— REQUIREMENT —
The answer is one number: how many lines in the data below hold "delivered".

-- Opening Marker --

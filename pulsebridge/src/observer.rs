//! Event notifications for front ends.
//!
//! The relay never renders anything itself. It reports what happens through
//! an [`Observer`], and each front end decides how (and on which thread) to
//! present it.

use std::sync::Arc;

use serde::Serialize;
use tokio::sync::mpsc;

use pulsebridge_common::TelemetrySample;

use crate::supervisor::LinkState;

/// Shared observer handle.
pub type SharedObserver = Arc<dyn Observer>;

/// A link status transition.
#[derive(Debug, Clone, PartialEq, Eq, Serialize)]
pub struct StatusUpdate {
    /// New link state.
    pub state: LinkState,
    /// Upstream URL the state refers to.
    pub target: String,
    /// Human-readable detail (e.g., "connection refused").
    pub detail: String,
}

impl std::fmt::Display for StatusUpdate {
    fn fmt(&self, f: &mut std::fmt::Formatter<'_>) -> std::fmt::Result {
        write!(f, "{} ({}): {}", self.state, self.target, self.detail)
    }
}

/// Receives relay events.
///
/// Callbacks run on relay tasks and must not block.
pub trait Observer: Send + Sync {
    /// The upstream link changed state.
    fn on_status_changed(&self, _update: &StatusUpdate) {}

    /// A new reading was accepted.
    fn on_reading_updated(&self, _sample: &TelemetrySample) {}

    /// A diagnostic line worth showing to an operator.
    fn on_log_line(&self, _line: &str) {}
}

/// Observer that ignores everything.
#[derive(Debug, Default, Clone, Copy)]
pub struct NoopObserver;

impl Observer for NoopObserver {}

/// An event as delivered by [`ChannelObserver`].
#[derive(Debug, Clone, PartialEq)]
pub enum RelayEvent {
    StatusChanged(StatusUpdate),
    ReadingUpdated(TelemetrySample),
    LogLine(String),
}

/// Observer that forwards every event into a channel.
///
/// Lets a front end consume events on its own task instead of inside the
/// callback.
#[derive(Debug, Clone)]
pub struct ChannelObserver {
    tx: mpsc::UnboundedSender<RelayEvent>,
}

impl ChannelObserver {
    /// Create the observer and the receiving end of its channel.
    pub fn new() -> (Self, mpsc::UnboundedReceiver<RelayEvent>) {
        let (tx, rx) = mpsc::unbounded_channel();
        (Self { tx }, rx)
    }

    fn forward(&self, event: RelayEvent) {
        // The front end may have gone away during shutdown.
        let _ = self.tx.send(event);
    }
}

impl Observer for ChannelObserver {
    fn on_status_changed(&self, update: &StatusUpdate) {
        self.forward(RelayEvent::StatusChanged(update.clone()));
    }

    fn on_reading_updated(&self, sample: &TelemetrySample) {
        self.forward(RelayEvent::ReadingUpdated(sample.clone()));
    }

    fn on_log_line(&self, line: &str) {
        self.forward(RelayEvent::LogLine(line.to_string()));
    }
}

#[cfg(test)]
mod tests {
    use super::*;

    #[test]
    fn test_channel_observer_forwards_in_order() {
        let (observer, mut rx) = ChannelObserver::new();

        observer.on_log_line("hello");
        observer.on_reading_updated(&TelemetrySample::new(70.0, "bpm"));
        observer.on_status_changed(&StatusUpdate {
            state: LinkState::Connected,
            target: "ws://127.0.0.1:6667".to_string(),
            detail: "connected".to_string(),
        });

        assert_eq!(rx.try_recv().unwrap(), RelayEvent::LogLine("hello".to_string()));
        assert!(matches!(
            rx.try_recv().unwrap(),
            RelayEvent::ReadingUpdated(sample) if sample.value == 70.0
        ));
        assert!(matches!(
            rx.try_recv().unwrap(),
            RelayEvent::StatusChanged(update) if update.state == LinkState::Connected
        ));
    }

    #[test]
    fn test_channel_observer_survives_dropped_receiver() {
        let (observer, rx) = ChannelObserver::new();
        drop(rx);
        observer.on_log_line("nobody listening");
    }

    #[test]
    fn test_status_display() {
        let update = StatusUpdate {
            state: LinkState::Disconnected,
            target: "ws://10.0.0.1:6667".to_string(),
            detail: "connection refused".to_string(),
        };
        assert_eq!(
            update.to_string(),
            "disconnected (ws://10.0.0.1:6667): connection refused"
        );
    }
}
/// Create the HTTP router.
fn create_router(
    relay: RelayHandle,
    ws_path: &str,
    send_buffer: usize,
    shutdown: watch::Receiver<bool>,
    viewers: ViewerTasks,
) -> Router {
    let state = AppState {
        relay,
        page: VIEWER_PAGE.replace("__WS_PATH__", ws_path).into(),
        send_buffer,
        shutdown,
        viewers,
    };

    Router::new()
        .route("/", get(page_handler))
        .route(ws_path, get(ws_handler))
        .route("/health", get(health_handler))
        .route("/status", get(status_handler))
        .layer(CorsLayer::permissive())
        .with_state(state)
}

/// Handler for the viewer page.
async fn page_handler(State(state): State<AppState>) -> Html<String> {
    Html(state.page.to_string())
}

/// Handler for the /health endpoint.
async fn health_handler() -> Response {
    (StatusCode::OK, "healthy\n").into_response()
}

#[derive(Debug, Serialize)]
struct ReadingStatus {
    value: f64,
    unit: String,
    timestamp: String,
}

#[derive(Debug, Serialize)]
struct StatusResponse {
    link: LinkState,
    target: String,
    consecutive_failures: u32,
    reading: Option<ReadingStatus>,
    subscribers: usize,
    authenticated: usize,
}

/// Handler for the /status endpoint.
async fn status_handler(State(state): State<AppState>) -> Json<StatusResponse> {
    let link = state.relay.snapshot();
    let hub = state.relay.hub();
    let reading = state.relay.cache().load().map(|sample| ReadingStatus {
        value: sample.value,
        unit: sample.unit.clone(),
        timestamp: sample.timestamp(),
    });

    Json(StatusResponse {
        link: link.state,
        target: link.target,
        consecutive_failures: link.consecutive_failures,
        reading,
        subscribers: hub.subscriber_count(),
        authenticated: hub.authenticated_count(),
    })
}
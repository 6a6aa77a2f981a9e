use chrono::{DateTime, SecondsFormat, Utc};
use serde::{Deserialize, Serialize};

/// Unit assumed when an upstream reading does not carry one.
pub const DEFAULT_UNIT: &str = "bpm";

/// A single reading received from the upstream source.
///
/// Samples are never mutated after construction; a newer reading replaces the
/// whole sample.
#[derive(Debug, Clone, PartialEq, Serialize, Deserialize)]
pub struct TelemetrySample {
    /// The measured value.
    pub value: f64,

    /// Unit of the value (e.g., "bpm").
    pub unit: String,

    /// When this process received the reading.
    pub received_at: DateTime<Utc>,
}

impl TelemetrySample {
    /// Create a new sample stamped with the current time.
    pub fn new(value: f64, unit: impl Into<String>) -> Self {
        Self {
            value,
            unit: unit.into(),
            received_at: Utc::now(),
        }
    }

    /// Reception time formatted as an ISO-8601 string.
    pub fn timestamp(&self) -> String {
        iso_timestamp(&self.received_at)
    }
}

impl std::fmt::Display for TelemetrySample {
    fn fmt(&self, f: &mut std::fmt::Formatter<'_>) -> std::fmt::Result {
        write!(f, "{} {}", self.value, self.unit)
    }
}

/// Format a timestamp the way it travels on the wire.
pub fn iso_timestamp(at: &DateTime<Utc>) -> String {
    at.to_rfc3339_opts(SecondsFormat::Millis, true)
}

/// Current time as an ISO-8601 string.
pub fn current_iso_timestamp() -> String {
    iso_timestamp(&Utc::now())
}
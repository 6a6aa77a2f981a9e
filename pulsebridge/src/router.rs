//! Upstream frame routing.

use std::sync::Arc;

use tracing::{debug, trace};

use pulsebridge_common::{InboundFrame, ServerMessage, TelemetrySample};

use crate::cache::SharedCache;
use crate::hub::{BroadcastReport, SharedHub};
use crate::observer::SharedObserver;

/// Longest raw frame echoed into a diagnostic line.
const MAX_DIAGNOSTIC_LEN: usize = 256;

/// What the router did with one frame.
#[derive(Debug, Clone, PartialEq)]
pub enum RouteOutcome {
    /// A reading was cached and broadcast.
    Reading {
        sample: Arc<TelemetrySample>,
        report: BroadcastReport,
    },
    /// A frame that needs no action (heartbeat echo, ack).
    Control,
    /// A structured frame with an unrecognized tag.
    Ignored,
    /// Input that could not be decoded, forwarded as a diagnostic.
    Diagnostic,
}

/// Turns inbound upstream frames into cache updates and broadcasts.
///
/// The router is the only writer of the cache, and it is driven by the
/// supervisor's read loop one frame at a time, so broadcasts leave in the
/// order frames arrived.
pub struct MessageRouter {
    cache: SharedCache,
    hub: SharedHub,
    observer: SharedObserver,
}

impl MessageRouter {
    /// Create a router.
    pub fn new(cache: SharedCache, hub: SharedHub, observer: SharedObserver) -> Self {
        Self {
            cache,
            hub,
            observer,
        }
    }

    /// Handle a text frame.
    pub fn handle_text(&self, raw: &str) -> RouteOutcome {
        self.route(InboundFrame::decode(raw))
    }

    /// Handle a binary frame.
    ///
    /// UTF-8 payloads are treated like text frames; anything else is a
    /// diagnostic.
    pub fn handle_binary(&self, data: &[u8]) -> RouteOutcome {
        match std::str::from_utf8(data) {
            Ok(text) => self.handle_text(text),
            Err(_) => {
                self.diagnostic(&format!("Binary frame ({} bytes)", data.len()));
                RouteOutcome::Diagnostic
            }
        }
    }

    /// Act on a decoded frame.
    pub fn route(&self, frame: InboundFrame) -> RouteOutcome {
        trace!(kind = %frame.kind(), "Routing upstream frame");

        match frame {
            InboundFrame::HeartRate { value, unit } => {
                let sample = self.cache.store(TelemetrySample::new(value, unit));
                self.observer.on_reading_updated(&sample);
                let report = self.hub.broadcast(&ServerMessage::reading(&sample));
                debug!(
                    value = sample.value,
                    unit = %sample.unit,
                    delivered = report.delivered,
                    "Reading updated"
                );
                RouteOutcome::Reading { sample, report }
            }
            InboundFrame::Heartbeat { timestamp } => {
                debug!(timestamp = ?timestamp, "Upstream heartbeat");
                RouteOutcome::Control
            }
            InboundFrame::Ack { message } => {
                let message = message.unwrap_or_default();
                debug!(message = %message, "Upstream ack");
                self.observer.on_log_line(&format!("Upstream ack: {}", message));
                RouteOutcome::Control
            }
            InboundFrame::Unknown { kind, payload } => {
                debug!(kind = %kind, "Ignoring unknown upstream frame");
                self.observer
                    .on_log_line(&format!("Unknown upstream message '{}': {}", kind, payload));
                RouteOutcome::Ignored
            }
            InboundFrame::Unparsed(raw) => {
                self.diagnostic(&format!("Raw upstream message: {}", truncate(&raw)));
                RouteOutcome::Diagnostic
            }
        }
    }

    fn diagnostic(&self, line: &str) {
        debug!("{}", line);
        self.observer.on_log_line(line);
    }
}

fn truncate(raw: &str) -> &str {
    if raw.len() <= MAX_DIAGNOSTIC_LEN {
        return raw;
    }
    let mut end = MAX_DIAGNOSTIC_LEN;
    while !raw.is_char_boundary(end) {
        end -= 1;
    }
    &raw[..end]
}

#[cfg(test)]
mod tests {
    use super::*;
    use crate::cache::LatestValueCache;
    use crate::hub::{Outbound, SubscriberHub};
    use crate::observer::{ChannelObserver, RelayEvent};
    use serde_json::Value;
    use tokio::sync::mpsc;

    struct Fixture {
        router: MessageRouter,
        cache: SharedCache,
        hub: SharedHub,
        events: mpsc::UnboundedReceiver<RelayEvent>,
    }

    fn fixture() -> Fixture {
        let (observer, events) = ChannelObserver::new();
        let observer: SharedObserver = Arc::new(observer);
        let cache = Arc::new(LatestValueCache::new());
        let hub = Arc::new(SubscriberHub::new("secret", cache.clone(), observer.clone()));
        let router = MessageRouter::new(cache.clone(), hub.clone(), observer);
        Fixture {
            router,
            cache,
            hub,
            events,
        }
    }

    fn authenticated_viewer(hub: &SubscriberHub) -> mpsc::Receiver<Outbound> {
        let (tx, mut rx) = mpsc::channel(16);
        let id = hub.connect(tx).id;
        hub.on_message(id, r#"{"type":"auth","code":"secret"}"#);
        while rx.try_recv().is_ok() {}
        rx
    }

    fn reading_lines(events: &mut mpsc::UnboundedReceiver<RelayEvent>) -> Vec<String> {
        let mut lines = Vec::new();
        while let Ok(event) = events.try_recv() {
            if let RelayEvent::LogLine(line) = event {
                lines.push(line);
            }
        }
        lines
    }

    #[test]
    fn test_heart_rate_updates_cache_and_broadcasts() {
        let f = fixture();
        let mut viewer = authenticated_viewer(&f.hub);

        let outcome = f
            .router
            .handle_text(r#"{"type":"heart_rate","value":72,"unit":"bpm"}"#);
        assert!(matches!(outcome, RouteOutcome::Reading { report, .. } if report.delivered == 1));

        let cached = f.cache.load().unwrap();
        assert_eq!(cached.value, 72.0);
        assert_eq!(cached.unit, "bpm");

        let Outbound::Text(text) = viewer.try_recv().unwrap() else {
            panic!("expected text");
        };
        let json: Value = serde_json::from_str(&text).unwrap();
        assert_eq!(json["type"], "heart_rate");
        assert_eq!(json["current"].as_f64(), Some(72.0));
        assert!(json["timestamp"].as_str().unwrap().ends_with('Z'));
    }

    #[test]
    fn test_bare_number_defaults_unit() {
        let f = fixture();
        f.router.handle_text("64.5");

        let cached = f.cache.load().unwrap();
        assert_eq!(cached.value, 64.5);
        assert_eq!(cached.unit, "bpm");
    }

    #[test]
    fn test_cache_holds_last_reading() {
        let f = fixture();
        for value in [70, 71, 69, 75] {
            f.router
                .handle_text(&format!(r#"{{"type":"heart_rate","value":{}}}"#, value));
        }
        assert_eq!(f.cache.load().unwrap().value, 75.0);
    }

    #[test]
    fn test_reading_notifies_observer() {
        let mut f = fixture();
        f.router.handle_text("88");

        assert!(matches!(
            f.events.try_recv().unwrap(),
            RelayEvent::ReadingUpdated(sample) if sample.value == 88.0
        ));
    }

    #[test]
    fn test_control_frames_do_not_touch_cache() {
        let mut f = fixture();
        let mut viewer = authenticated_viewer(&f.hub);
        reading_lines(&mut f.events);

        assert_eq!(
            f.router
                .handle_text(r#"{"type":"heartbeat","timestamp":"2026-01-01T00:00:00Z"}"#),
            RouteOutcome::Control
        );
        assert_eq!(
            f.router.handle_text(r#"{"type":"ack","message":"ok"}"#),
            RouteOutcome::Control
        );

        assert!(f.cache.is_empty());
        assert!(viewer.try_recv().is_err());
        assert_eq!(reading_lines(&mut f.events), vec!["Upstream ack: ok"]);
    }

    #[test]
    fn test_unknown_and_untyped_objects_ignored() {
        let mut f = fixture();

        assert_eq!(
            f.router.handle_text(r#"{"type":"battery","level":40}"#),
            RouteOutcome::Ignored
        );
        assert_eq!(f.router.handle_text(r#"{"level":40}"#), RouteOutcome::Ignored);
        assert!(f.cache.is_empty());

        let lines = reading_lines(&mut f.events);
        assert_eq!(lines.len(), 2);
        assert!(lines[0].starts_with("Unknown upstream message 'battery'"));
    }

    #[test]
    fn test_unparsed_forwarded_as_diagnostic() {
        let mut f = fixture();
        let mut viewer = authenticated_viewer(&f.hub);
        reading_lines(&mut f.events);

        assert_eq!(f.router.handle_text("hello there"), RouteOutcome::Diagnostic);
        assert_eq!(
            f.router.handle_text(r#"{"type":"heart_rate","value":"fast"}"#),
            RouteOutcome::Diagnostic
        );

        assert!(f.cache.is_empty());
        assert!(viewer.try_recv().is_err());
        let lines = reading_lines(&mut f.events);
        assert_eq!(lines[0], "Raw upstream message: hello there");
        assert_eq!(lines.len(), 2);
    }

    #[test]
    fn test_binary_frames() {
        let f = fixture();
        assert!(matches!(
            f.router.handle_binary(b"61"),
            RouteOutcome::Reading { .. }
        ));
        assert_eq!(
            f.router.handle_binary(&[0xff, 0xfe, 0x00]),
            RouteOutcome::Diagnostic
        );
        assert_eq!(f.cache.load().unwrap().value, 61.0);
    }

    #[test]
    fn test_truncate_respects_char_boundaries() {
        let long = "é".repeat(MAX_DIAGNOSTIC_LEN);
        let cut = truncate(&long);
        assert!(cut.len() <= MAX_DIAGNOSTIC_LEN);
        assert!(cut.chars().all(|c| c == 'é'));
        assert_eq!(truncate("short"), "short");
    }
}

-- Closing Marker --

— ANSWER BOX —
3